Source material:

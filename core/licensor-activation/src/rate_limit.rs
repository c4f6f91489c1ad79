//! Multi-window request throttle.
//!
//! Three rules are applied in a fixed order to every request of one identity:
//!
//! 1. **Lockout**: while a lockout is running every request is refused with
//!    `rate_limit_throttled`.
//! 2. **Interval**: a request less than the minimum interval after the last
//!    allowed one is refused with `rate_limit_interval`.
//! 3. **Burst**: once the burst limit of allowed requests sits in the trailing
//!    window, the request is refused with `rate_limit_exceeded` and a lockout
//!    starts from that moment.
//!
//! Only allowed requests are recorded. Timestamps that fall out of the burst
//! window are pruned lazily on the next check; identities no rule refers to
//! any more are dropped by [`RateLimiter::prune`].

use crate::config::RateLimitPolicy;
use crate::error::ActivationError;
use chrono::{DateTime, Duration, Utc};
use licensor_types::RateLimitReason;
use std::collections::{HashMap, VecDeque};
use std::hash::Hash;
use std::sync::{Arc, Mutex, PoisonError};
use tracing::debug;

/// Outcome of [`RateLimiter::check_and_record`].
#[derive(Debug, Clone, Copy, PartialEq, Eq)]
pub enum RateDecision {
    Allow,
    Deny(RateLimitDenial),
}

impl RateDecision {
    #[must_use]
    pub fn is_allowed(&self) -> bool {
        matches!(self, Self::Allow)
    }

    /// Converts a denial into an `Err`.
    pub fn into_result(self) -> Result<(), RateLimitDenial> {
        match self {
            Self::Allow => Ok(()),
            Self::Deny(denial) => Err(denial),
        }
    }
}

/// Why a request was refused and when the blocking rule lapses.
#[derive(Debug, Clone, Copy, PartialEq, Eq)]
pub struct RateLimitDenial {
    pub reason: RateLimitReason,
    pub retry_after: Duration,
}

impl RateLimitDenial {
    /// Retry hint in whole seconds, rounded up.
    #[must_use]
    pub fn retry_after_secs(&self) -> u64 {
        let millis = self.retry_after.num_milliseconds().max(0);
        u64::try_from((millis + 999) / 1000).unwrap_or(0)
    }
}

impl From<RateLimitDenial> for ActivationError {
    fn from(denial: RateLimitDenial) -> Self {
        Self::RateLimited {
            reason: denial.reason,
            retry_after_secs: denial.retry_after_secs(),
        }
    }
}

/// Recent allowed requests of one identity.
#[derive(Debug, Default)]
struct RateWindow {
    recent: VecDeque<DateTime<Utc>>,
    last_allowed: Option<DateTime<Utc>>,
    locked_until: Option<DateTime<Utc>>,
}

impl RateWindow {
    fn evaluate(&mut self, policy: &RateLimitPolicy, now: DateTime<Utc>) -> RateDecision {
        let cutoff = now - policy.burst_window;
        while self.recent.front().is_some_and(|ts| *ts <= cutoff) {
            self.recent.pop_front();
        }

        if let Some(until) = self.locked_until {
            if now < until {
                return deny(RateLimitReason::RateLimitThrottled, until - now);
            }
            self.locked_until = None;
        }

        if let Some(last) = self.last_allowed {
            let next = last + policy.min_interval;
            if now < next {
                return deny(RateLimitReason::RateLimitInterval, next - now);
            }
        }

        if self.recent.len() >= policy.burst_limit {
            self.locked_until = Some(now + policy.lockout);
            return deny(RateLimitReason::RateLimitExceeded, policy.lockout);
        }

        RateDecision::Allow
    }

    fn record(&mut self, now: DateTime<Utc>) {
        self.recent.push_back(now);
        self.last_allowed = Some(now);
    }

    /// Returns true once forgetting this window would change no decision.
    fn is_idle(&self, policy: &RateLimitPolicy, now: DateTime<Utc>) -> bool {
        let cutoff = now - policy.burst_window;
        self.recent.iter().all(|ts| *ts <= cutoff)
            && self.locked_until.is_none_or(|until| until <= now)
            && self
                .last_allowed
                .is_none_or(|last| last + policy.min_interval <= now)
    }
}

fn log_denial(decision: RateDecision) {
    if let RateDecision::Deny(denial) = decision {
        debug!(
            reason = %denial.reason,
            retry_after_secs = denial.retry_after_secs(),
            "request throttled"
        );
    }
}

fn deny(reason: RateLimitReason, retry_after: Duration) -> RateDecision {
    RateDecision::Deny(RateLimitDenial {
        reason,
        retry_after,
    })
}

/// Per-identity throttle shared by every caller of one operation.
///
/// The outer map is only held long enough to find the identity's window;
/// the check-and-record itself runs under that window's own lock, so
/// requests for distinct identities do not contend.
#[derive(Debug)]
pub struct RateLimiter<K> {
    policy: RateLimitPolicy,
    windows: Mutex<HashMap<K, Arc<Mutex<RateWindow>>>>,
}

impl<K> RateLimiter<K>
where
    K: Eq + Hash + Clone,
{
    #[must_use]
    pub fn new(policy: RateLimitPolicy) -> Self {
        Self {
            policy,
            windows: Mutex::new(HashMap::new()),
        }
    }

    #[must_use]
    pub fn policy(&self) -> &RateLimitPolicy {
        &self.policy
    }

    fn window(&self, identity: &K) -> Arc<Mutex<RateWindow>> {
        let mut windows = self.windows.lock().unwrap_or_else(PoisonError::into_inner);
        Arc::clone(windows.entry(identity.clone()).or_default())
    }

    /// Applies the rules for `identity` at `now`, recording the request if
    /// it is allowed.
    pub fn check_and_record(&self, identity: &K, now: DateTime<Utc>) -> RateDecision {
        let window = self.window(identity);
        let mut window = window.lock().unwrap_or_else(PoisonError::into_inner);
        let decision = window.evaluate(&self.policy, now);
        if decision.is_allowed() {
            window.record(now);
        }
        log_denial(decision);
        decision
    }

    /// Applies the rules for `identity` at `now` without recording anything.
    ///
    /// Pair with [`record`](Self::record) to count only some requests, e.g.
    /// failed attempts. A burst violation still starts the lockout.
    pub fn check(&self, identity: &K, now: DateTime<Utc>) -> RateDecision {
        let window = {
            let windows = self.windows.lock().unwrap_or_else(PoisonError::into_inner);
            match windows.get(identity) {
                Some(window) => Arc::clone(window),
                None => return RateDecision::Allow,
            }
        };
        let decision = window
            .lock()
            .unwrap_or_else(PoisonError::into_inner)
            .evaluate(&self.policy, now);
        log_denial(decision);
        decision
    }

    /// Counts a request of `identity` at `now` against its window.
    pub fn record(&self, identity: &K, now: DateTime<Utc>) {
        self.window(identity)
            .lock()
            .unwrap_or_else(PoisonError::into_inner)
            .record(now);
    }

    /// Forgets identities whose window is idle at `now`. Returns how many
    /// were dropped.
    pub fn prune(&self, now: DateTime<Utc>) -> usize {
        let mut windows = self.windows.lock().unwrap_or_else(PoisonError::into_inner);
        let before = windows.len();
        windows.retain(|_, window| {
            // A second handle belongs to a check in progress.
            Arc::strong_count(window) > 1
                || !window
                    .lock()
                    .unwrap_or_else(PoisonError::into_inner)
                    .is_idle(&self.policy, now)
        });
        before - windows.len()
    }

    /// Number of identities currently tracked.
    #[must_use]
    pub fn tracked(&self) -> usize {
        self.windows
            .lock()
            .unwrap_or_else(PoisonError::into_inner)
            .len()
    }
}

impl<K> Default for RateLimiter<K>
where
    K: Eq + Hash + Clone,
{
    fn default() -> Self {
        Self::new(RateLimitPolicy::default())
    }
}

---

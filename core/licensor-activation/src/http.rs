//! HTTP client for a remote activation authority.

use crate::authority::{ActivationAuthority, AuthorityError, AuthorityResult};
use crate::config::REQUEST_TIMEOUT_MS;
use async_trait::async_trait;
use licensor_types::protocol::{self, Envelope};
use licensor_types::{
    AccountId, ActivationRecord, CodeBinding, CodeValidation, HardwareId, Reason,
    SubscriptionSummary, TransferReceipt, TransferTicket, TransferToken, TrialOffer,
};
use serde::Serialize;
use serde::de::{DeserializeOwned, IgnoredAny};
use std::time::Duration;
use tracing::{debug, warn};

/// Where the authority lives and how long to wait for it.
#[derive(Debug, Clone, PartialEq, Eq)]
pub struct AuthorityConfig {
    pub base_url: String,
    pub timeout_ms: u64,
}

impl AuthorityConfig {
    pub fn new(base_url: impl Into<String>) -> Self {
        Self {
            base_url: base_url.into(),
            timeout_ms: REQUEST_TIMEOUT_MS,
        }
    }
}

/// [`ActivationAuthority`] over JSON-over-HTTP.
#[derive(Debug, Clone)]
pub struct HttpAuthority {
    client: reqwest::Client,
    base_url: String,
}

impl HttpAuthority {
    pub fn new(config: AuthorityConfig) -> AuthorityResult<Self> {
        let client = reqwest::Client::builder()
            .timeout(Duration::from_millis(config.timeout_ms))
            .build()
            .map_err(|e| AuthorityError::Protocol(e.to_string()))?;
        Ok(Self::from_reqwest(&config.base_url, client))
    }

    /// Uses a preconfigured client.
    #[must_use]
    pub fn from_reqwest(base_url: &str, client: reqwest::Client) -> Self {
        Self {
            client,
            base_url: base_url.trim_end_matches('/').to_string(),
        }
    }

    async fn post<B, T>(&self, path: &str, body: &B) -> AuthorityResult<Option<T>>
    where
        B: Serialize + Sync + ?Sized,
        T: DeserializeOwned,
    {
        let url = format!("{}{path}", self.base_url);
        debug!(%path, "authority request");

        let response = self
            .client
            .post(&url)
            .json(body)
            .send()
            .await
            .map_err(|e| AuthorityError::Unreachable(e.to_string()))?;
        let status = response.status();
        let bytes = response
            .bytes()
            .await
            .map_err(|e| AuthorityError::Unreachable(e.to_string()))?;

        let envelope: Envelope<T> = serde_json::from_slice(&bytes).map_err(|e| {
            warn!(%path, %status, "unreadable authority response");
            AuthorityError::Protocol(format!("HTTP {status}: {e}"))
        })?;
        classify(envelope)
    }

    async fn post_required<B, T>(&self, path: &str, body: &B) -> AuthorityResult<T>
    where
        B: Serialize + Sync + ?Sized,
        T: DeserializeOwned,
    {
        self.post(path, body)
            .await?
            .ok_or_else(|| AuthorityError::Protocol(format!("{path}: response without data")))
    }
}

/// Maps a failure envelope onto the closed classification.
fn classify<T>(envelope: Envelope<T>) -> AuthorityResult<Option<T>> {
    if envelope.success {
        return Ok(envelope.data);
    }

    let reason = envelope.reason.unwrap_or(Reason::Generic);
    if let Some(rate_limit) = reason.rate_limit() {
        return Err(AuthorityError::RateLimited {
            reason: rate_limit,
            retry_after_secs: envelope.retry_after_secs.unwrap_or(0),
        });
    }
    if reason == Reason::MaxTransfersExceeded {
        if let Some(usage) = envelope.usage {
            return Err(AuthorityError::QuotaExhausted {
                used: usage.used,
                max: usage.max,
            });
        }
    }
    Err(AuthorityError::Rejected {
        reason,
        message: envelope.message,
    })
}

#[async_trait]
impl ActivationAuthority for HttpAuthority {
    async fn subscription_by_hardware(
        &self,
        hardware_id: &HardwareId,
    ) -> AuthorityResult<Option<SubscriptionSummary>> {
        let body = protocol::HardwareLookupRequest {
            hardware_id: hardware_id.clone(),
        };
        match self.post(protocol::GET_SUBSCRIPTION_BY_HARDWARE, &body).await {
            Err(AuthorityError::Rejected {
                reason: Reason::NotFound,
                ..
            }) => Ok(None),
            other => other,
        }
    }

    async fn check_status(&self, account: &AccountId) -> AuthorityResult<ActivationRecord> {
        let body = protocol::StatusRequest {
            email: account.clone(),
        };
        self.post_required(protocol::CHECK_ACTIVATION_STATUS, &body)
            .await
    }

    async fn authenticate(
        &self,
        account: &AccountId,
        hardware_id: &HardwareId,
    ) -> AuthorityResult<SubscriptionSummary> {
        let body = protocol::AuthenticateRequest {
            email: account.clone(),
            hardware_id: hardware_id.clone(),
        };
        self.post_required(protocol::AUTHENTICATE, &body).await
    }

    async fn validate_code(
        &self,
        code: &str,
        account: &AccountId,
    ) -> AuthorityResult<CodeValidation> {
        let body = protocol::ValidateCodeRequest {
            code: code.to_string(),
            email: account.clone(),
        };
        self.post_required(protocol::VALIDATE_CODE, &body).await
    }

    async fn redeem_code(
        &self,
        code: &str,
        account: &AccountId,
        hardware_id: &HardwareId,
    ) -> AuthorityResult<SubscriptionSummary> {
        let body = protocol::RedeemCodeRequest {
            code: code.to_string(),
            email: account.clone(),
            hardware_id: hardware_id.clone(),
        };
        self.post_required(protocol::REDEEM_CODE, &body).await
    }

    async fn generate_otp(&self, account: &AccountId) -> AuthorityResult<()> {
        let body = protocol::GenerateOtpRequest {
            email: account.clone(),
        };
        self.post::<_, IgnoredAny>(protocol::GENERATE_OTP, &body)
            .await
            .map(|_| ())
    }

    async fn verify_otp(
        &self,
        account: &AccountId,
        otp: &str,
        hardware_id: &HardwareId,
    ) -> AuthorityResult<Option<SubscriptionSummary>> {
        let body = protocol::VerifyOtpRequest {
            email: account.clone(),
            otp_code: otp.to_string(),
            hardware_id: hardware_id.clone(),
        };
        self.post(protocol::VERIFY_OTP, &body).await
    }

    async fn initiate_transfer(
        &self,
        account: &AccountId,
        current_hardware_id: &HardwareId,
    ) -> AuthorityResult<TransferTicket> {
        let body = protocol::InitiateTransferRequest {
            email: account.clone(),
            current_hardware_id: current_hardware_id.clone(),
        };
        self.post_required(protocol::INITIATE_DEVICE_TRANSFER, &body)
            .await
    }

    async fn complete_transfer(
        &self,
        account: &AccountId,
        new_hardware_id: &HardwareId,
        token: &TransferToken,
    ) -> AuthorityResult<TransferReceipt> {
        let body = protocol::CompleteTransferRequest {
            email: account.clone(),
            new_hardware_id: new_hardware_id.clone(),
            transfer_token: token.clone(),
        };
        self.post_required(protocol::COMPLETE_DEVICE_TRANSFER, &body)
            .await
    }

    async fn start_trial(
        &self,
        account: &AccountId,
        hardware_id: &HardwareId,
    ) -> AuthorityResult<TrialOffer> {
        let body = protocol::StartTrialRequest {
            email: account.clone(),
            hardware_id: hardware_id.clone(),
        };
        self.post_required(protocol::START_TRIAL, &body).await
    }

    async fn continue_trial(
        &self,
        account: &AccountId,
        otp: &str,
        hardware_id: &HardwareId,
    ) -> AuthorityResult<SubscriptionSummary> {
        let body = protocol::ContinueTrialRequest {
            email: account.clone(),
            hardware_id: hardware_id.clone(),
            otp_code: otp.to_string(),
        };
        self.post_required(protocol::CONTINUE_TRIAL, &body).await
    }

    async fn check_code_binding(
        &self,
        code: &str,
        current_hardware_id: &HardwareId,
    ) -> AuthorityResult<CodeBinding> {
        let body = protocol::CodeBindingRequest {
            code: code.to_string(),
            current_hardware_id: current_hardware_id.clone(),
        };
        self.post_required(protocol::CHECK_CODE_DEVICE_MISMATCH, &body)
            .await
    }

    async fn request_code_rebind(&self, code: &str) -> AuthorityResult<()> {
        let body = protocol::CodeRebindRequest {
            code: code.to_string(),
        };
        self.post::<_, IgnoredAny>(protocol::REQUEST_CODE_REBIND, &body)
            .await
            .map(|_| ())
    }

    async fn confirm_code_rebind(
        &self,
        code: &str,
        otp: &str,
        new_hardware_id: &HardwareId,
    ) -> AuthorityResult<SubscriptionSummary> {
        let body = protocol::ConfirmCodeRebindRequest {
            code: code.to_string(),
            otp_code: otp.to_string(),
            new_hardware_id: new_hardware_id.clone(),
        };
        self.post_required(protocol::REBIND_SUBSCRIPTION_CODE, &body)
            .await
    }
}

What you should do:
The answer must consist of every line from the listing above that includes the word "path".

Written solution:
    async fn post<B, T>(&self, path: &str, body: &B) -> AuthorityResult<Option<T>>
        let url = format!("{}{path}", self.base_url);
        debug!(%path, "authority request");
            warn!(%path, %status, "unreadable authority response");
    async fn post_required<B, T>(&self, path: &str, body: &B) -> AuthorityResult<T>
        self.post(path, body)
            .ok_or_else(|| AuthorityError::Protocol(format!("{path}: response without data")))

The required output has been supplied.